In King v ASB Bank Ltd [2013] NZHC 2914, the High Court considered whether the acceleration of loans and a resulting mortgagee sale constituted oppression by ASB under the Credit Contracts and Consumer Finance Act 2003 (CCCFA), or a breach of the Fair Trading Act 1986 or the Code of Banking Practice (the Code).

It found on the facts involved that the bank was contractually entitled to insist upon payment in full, had exercised considerable restraint in enforcing its security and nothing in the circumstances of the case gave rise to a seriously arguable claim that the bank had exercised a right or power oppressively.

ASB had lent money to Mr King under a series of loan agreements.  The loans fell into arrears and various demands were made by the bank.  Repayment arrangements were entered into, but Mr King failed to honour them.  Eventually, ASB sold the secured property in a mortgagee sale and sought to recover the shortfall from Mr King.

Mr King claimed that ASB:

  • Had sold the property in retribution for Mr King complaining about ASB to the Banking Ombudsman
  • Summarily dismissed a repayment offer made by Mr King
  • Made false, misleading, or deceptive representations to the Banking Ombudsman
  • Failed to hold accurate information about Mr King, which prevented it from making informed decisions about his repayment offers
  • Negotiated in bad faith in relation to a second repayment proposal.

The High Court found that ASB's motives were purely commercial, rather than being driven by retribution for Mr King's complaints.  It noted that the bank had worked constructively with Mr King to reach an agreement about repayments, had carefully considered Mr King's proposals and had declined them for sound commercial reasons, in light of Mr King's history of defaults and the deteriorating security position.  Further claims that ASB made deceptive representations to the Banking Ombudsman, that it failed to hold accurate information about Mr King and had negotiated in bad faith were all unfounded.
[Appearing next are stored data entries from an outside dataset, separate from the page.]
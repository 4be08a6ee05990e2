use crate::error::{PipelineError, Result};
use crate::scrapers::table_source::{RawTable, TableSource};
use chrono::{DateTime, Local};
use std::time::Duration;
use tracing::{info, warn};

/// How the season column of a stat page should be read
#[derive(Debug, Clone, Copy, PartialEq, Eq)]
pub enum StatKind {
    Plain,
    /// `MM:SS`, converted to fractional minutes
    TimeOfPossession,
    /// Signed per-game margin such as `-0.4` or `+1.2`
    TurnoverMargin,
}

/// One statistic page, e.g. `points-per-game`
#[derive(Debug, Clone, PartialEq)]
pub struct StatSource {
    pub name: String,
    pub url: String,
    pub kind: StatKind,
}

impl StatSource {
    /// The stat name is the last path segment with dashes turned into underscores
    pub fn from_url(url: &str) -> Self {
        let name = url
            .trim_end_matches('/')
            .rsplit('/')
            .next()
            .unwrap_or(url)
            .replace('-', "_");

        let kind = if name.contains("time_of_possession") {
            StatKind::TimeOfPossession
        } else if name.contains("turnover_margin") {
            StatKind::TurnoverMargin
        } else {
            StatKind::Plain
        };

        Self {
            name,
            url: url.to_string(),
            kind,
        }
    }
}

/// A single fetched statistic, still keyed by the page's own team names
#[derive(Debug, Clone)]
pub struct StatTable {
    pub stat: String,
    pub fetched_at: DateTime<Local>,
    pub rows: Vec<(String, Option<f64>)>,
}

/// `"32:15"` -> 32.25. Each field is weighted by 60^position from the right,
/// and the total is expressed in minutes.
pub fn parse_time_of_possession(text: &str) -> Option<f64> {
    let mut seconds = 0.0;
    for (index, part) in text.trim().split(':').rev().enumerate() {
        let value: f64 = part.trim().parse().ok()?;
        seconds += value * 60f64.powi(index as i32);
    }
    Some(seconds / 60.0)
}

pub fn parse_turnover_margin(text: &str) -> Option<f64> {
    text.trim().parse().ok()
}

fn parse_plain(text: &str) -> Option<f64> {
    let cleaned: String = text
        .trim()
        .chars()
        .filter(|c| *c != '%' && *c != ',')
        .collect();
    cleaned.parse().ok()
}

pub fn parse_stat_value(kind: StatKind, text: &str) -> Option<f64> {
    match kind {
        StatKind::TimeOfPossession => parse_time_of_possession(text),
        StatKind::TurnoverMargin => parse_turnover_margin(text),
        StatKind::Plain => parse_plain(text),
    }
}

/// Pick the configured season column, or the most recent year on the page
fn season_column(table: &RawTable, season: Option<u16>) -> Option<usize> {
    if let Some(season) = season {
        return table.column(&season.to_string());
    }

    table
        .headers
        .iter()
        .enumerate()
        .filter(|(_, h)| h.len() == 4)
        .filter_map(|(i, h)| h.parse::<u16>().ok().map(|year| (i, year)))
        .max_by_key(|(_, year)| *year)
        .map(|(i, _)| i)
}

/// Fetches TeamRankings-style stat pages through any [`TableSource`]
pub struct StatFetcher<S> {
    source: S,
    season: Option<u16>,
    retry_delay: Duration,
}

impl<S: TableSource> StatFetcher<S> {
    pub fn new(source: S, season: Option<u16>, retry_delay: Duration) -> Self {
        Self {
            source,
            season,
            retry_delay,
        }
    }

    async fn try_fetch(&self, stat: &StatSource) -> Option<RawTable> {
        match self.source.fetch_table(&stat.url).await {
            Ok(table) => table,
            Err(e) => {
                warn!("Request for {} failed: {}", stat.url, e);
                None
            }
        }
    }

    /// Fetch one stat, waiting and retrying once when no table comes back
    pub async fn fetch(&self, stat: &StatSource) -> Result<StatTable> {
        let table = match self.try_fetch(stat).await {
            Some(table) => table,
            None => {
                warn!(
                    "Table not found for {}, retrying in {:?}",
                    stat.url, self.retry_delay
                );
                tokio::time::sleep(self.retry_delay).await;
                self.try_fetch(stat)
                    .await
                    .ok_or_else(|| PipelineError::unavailable(&stat.name, "no table found"))?
            }
        };

        let fetched_at = Local::now();
        let stat_table = self.to_stat_table(stat, &table, fetched_at)?;
        info!(
            "Fetched {} ({} teams)",
            stat_table.stat,
            stat_table.rows.len()
        );
        Ok(stat_table)
    }

    fn to_stat_table(
        &self,
        stat: &StatSource,
        table: &RawTable,
        fetched_at: DateTime<Local>,
    ) -> Result<StatTable> {
        let team_col = table
            .column("Team")
            .ok_or_else(|| PipelineError::unavailable(&stat.name, "no Team column"))?;
        let value_col = season_column(table, self.season)
            .ok_or_else(|| PipelineError::unavailable(&stat.name, "no season column"))?;

        let rows = table
            .rows
            .iter()
            .filter_map(|row| {
                let team = row.get(team_col)?.trim();
                if team.is_empty() {
                    return None;
                }
                let value = row
                    .get(value_col)
                    .and_then(|text| parse_stat_value(stat.kind, text));
                Some((team.to_string(), value))
            })
            .collect::<Vec<_>>();

        if rows.is_empty() {
            return Err(PipelineError::unavailable(&stat.name, "table has no team rows"));
        }

        Ok(StatTable {
            stat: stat.name.clone(),
            fetched_at,
            rows,
        })
    }
}

#[cfg(test)]
pub(crate) mod fixtures {
    use super::*;
    use std::cell::RefCell;
    use std::collections::HashMap;

    /// Serves canned tables by URL and counts requests
    #[derive(Default)]
    pub struct FixtureSource {
        pub tables: HashMap<String, RawTable>,
        /// Requests per URL answered with no table before the real one
        pub misses: HashMap<String, usize>,
        pub calls: RefCell<HashMap<String, usize>>,
    }

    impl FixtureSource {
        pub fn with(mut self, url: &str, rows: &[(&str, &str)]) -> Self {
            self.tables.insert(
                url.to_string(),
                RawTable {
                    headers: vec!["Rank", "Team", "2024", "Last 3", "2023"]
                        .into_iter()
                        .map(String::from)
                        .collect(),
                    rows: rows
                        .iter()
                        .enumerate()
                        .map(|(i, (team, value))| {
                            vec![
                                (i + 1).to_string(),
                                team.to_string(),
                                value.to_string(),
                                "0".to_string(),
                                "0".to_string(),
                            ]
                        })
                        .collect(),
                },
            );
            self
        }

        /// The first request for `url` finds no table
        pub fn missing_first(mut self, url: &str) -> Self {
            self.misses.insert(url.to_string(), 1);
            self
        }

        pub fn calls_for(&self, url: &str) -> usize {
            self.calls.borrow().get(url).copied().unwrap_or(0)
        }
    }

    impl TableSource for FixtureSource {
        async fn fetch_table(&self, url: &str) -> Result<Option<RawTable>> {
            let call = {
                let mut calls = self.calls.borrow_mut();
                let count = calls.entry(url.to_string()).or_default();
                *count += 1;
                *count
            };
            if call <= self.misses.get(url).copied().unwrap_or(0) {
                return Ok(None);
            }
            Ok(self.tables.get(url).cloned())
        }
    }
}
While the court found that the bank's conduct did not appear to breach the Code, it also took the opportunity to observe that the Code was not to be implied into contracts between member banks and their customers, and did not impose any legal obligation on member banks (being a voluntary ethical code).
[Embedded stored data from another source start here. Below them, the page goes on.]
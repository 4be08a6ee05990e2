pub mod table_source;
pub mod team_rankings;
pub mod vegas_insider;
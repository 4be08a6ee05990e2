use crate::utils::team_names::TeamCode;
use chrono::{DateTime, NaiveDate, Utc};
use serde::{Deserialize, Serialize};

/// One scheduled (or played) NFL game
#[derive(Debug, Clone, PartialEq, Serialize, Deserialize)]
pub struct ScheduleEntry {
    pub game_id: String,
    pub season: u16,
    pub week: u8,
    pub gameday: NaiveDate,
    pub gametime: String,
    pub home_team: TeamCode,
    pub away_team: TeamCode,
    pub home_score: Option<u16>,
    pub away_score: Option<u16>,
}

impl ScheduleEntry {
    /// Home score minus away score, once the game has been played
    pub fn point_difference(&self) -> Option<f64> {
        Some(self.home_score? as f64 - self.away_score? as f64)
    }
}

/// Home and away stats for one game, flattened in model column order
#[derive(Debug, Clone, PartialEq)]
pub struct FeatureRow {
    pub home_team: TeamCode,
    pub away_team: TeamCode,
    pub columns: Vec<String>,
    /// NaN marks a stat missing from the source pages
    pub values: Vec<f64>,
    pub point_difference: Option<f64>,
}

impl FeatureRow {
    pub fn value(&self, column: &str) -> Option<f64> {
        let i = self.columns.iter().position(|c| c == column)?;
        self.values.get(i).copied()
    }

    pub fn is_complete(&self) -> bool {
        self.values.iter().all(|v| !v.is_nan())
    }
}

/// Predicted point differential; positive favors the home team
#[derive(Debug, Clone, Copy, PartialEq, Serialize, Deserialize)]
pub struct PredictionResult {
    pub home_team: TeamCode,
    pub away_team: TeamCode,
    pub point_difference: f64,
}

impl PredictionResult {
    pub fn winner(&self) -> TeamCode {
        if self.point_difference > 0.0 {
            self.home_team
        } else {
            self.away_team
        }
    }

    pub fn loser(&self) -> TeamCode {
        if self.point_difference > 0.0 {
            self.away_team
        } else {
            self.home_team
        }
    }

    pub fn margin(&self) -> f64 {
        self.point_difference.abs()
    }

    pub fn format(&self) -> String {
        format!(
            "{} will defeat {} by {:.2} points.",
            self.winner(),
            self.loser(),
            self.margin()
        )
    }
}

/// An upcoming game with its prediction, or the reason there is none
#[derive(Debug, Clone, PartialEq, Serialize, Deserialize)]
pub struct GamePrediction {
    pub game: ScheduleEntry,
    pub prediction: Option<PredictionResult>,
    pub error: Option<String>,
    pub home_injuries: String,
    pub away_injuries: String,
}

impl GamePrediction {
    pub fn format(&self) -> String {
        let matchup = format!(
            "{} @ {} - {}",
            self.game.away_team, self.game.home_team, self.game.gameday
        );
        match (&self.prediction, &self.error) {
            (Some(prediction), _) => format!("{} | Prediction: {}", matchup, prediction.format()),
            (None, Some(error)) => format!("{} | Unable to make prediction: {}", matchup, error),
            (None, None) => matchup,
        }
    }
}

/// A player's latest injury report, annotated with their depth chart slot
#[derive(Debug, Clone, PartialEq, Serialize, Deserialize)]
pub struct InjuryEntry {
    pub team: TeamCode,
    pub player: String,
    pub position: String,
    pub depth: String,
    pub status: String,
    pub primary_injury: Option<String>,
    pub secondary_injury: Option<String>,
    pub last_updated: DateTime<Utc>,
}

impl InjuryEntry {
    pub fn format(&self) -> String {
        if self.status.is_empty() {
            self.player.clone()
        } else {
            format!("{} ({})", self.player, self.status)
        }
    }
}

/// One sportsbook's point line and moneyline for a team
#[derive(Debug, Clone, Default, PartialEq, Serialize, Deserialize)]
pub struct BookLine {
    pub line: String,
    pub odds: String,
}

#[derive(Debug, Clone, PartialEq, Serialize, Deserialize)]
pub struct OddsRow {
    pub number: String,
    pub team: String,
    pub lines: Vec<BookLine>,
}

#[cfg(test)]
mod tests {
    use super::*;

    #[test]
    fn test_prediction_sign_convention() {
        let home_win = PredictionResult {
            home_team: TeamCode::DAL,
            away_team: TeamCode::NYG,
            point_difference: 3.5,
        };
        assert_eq!(home_win.winner(), TeamCode::DAL);
        assert_eq!(home_win.format(), "DAL will defeat NYG by 3.50 points.");

        let away_win = PredictionResult {
            point_difference: -6.25,
            ..home_win
        };
        assert_eq!(away_win.winner(), TeamCode::NYG);
        assert_eq!(away_win.loser(), TeamCode::DAL);
        assert_eq!(away_win.margin(), 6.25);
    }

    #[test]
    fn test_point_difference_requires_both_scores() {
        let mut game = ScheduleEntry {
            game_id: "2024_01_NYG_DAL".to_string(),
            season: 2024,
            week: 1,
            gameday: NaiveDate::from_ymd_opt(2024, 9, 8).unwrap(),
            gametime: "16:25".to_string(),
            home_team: TeamCode::DAL,
            away_team: TeamCode::NYG,
            home_score: Some(27),
            away_score: Some(20),
        };
        assert_eq!(game.point_difference(), Some(7.0));

        game.away_score = None;
        assert_eq!(game.point_difference(), None);
    }
}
Heavy-handed enforcement (such as providing an oppressively short time to meet a demand for repayment, or making unlawful threats) may leave a lender vulnerable to a claim under the CCCFA.  However, lenders are not required to accept any repayment proposal put forward by customers and may legitimately exercise their commercial discretion.  This decision confirms that where a lender considers the customer's position, is open to renegotiating payment obligations and provides reasonable opportunities to repay, any claims to reopen the contract on the basis of oppressive exercise of enforcement rights will generally be unsuccessful.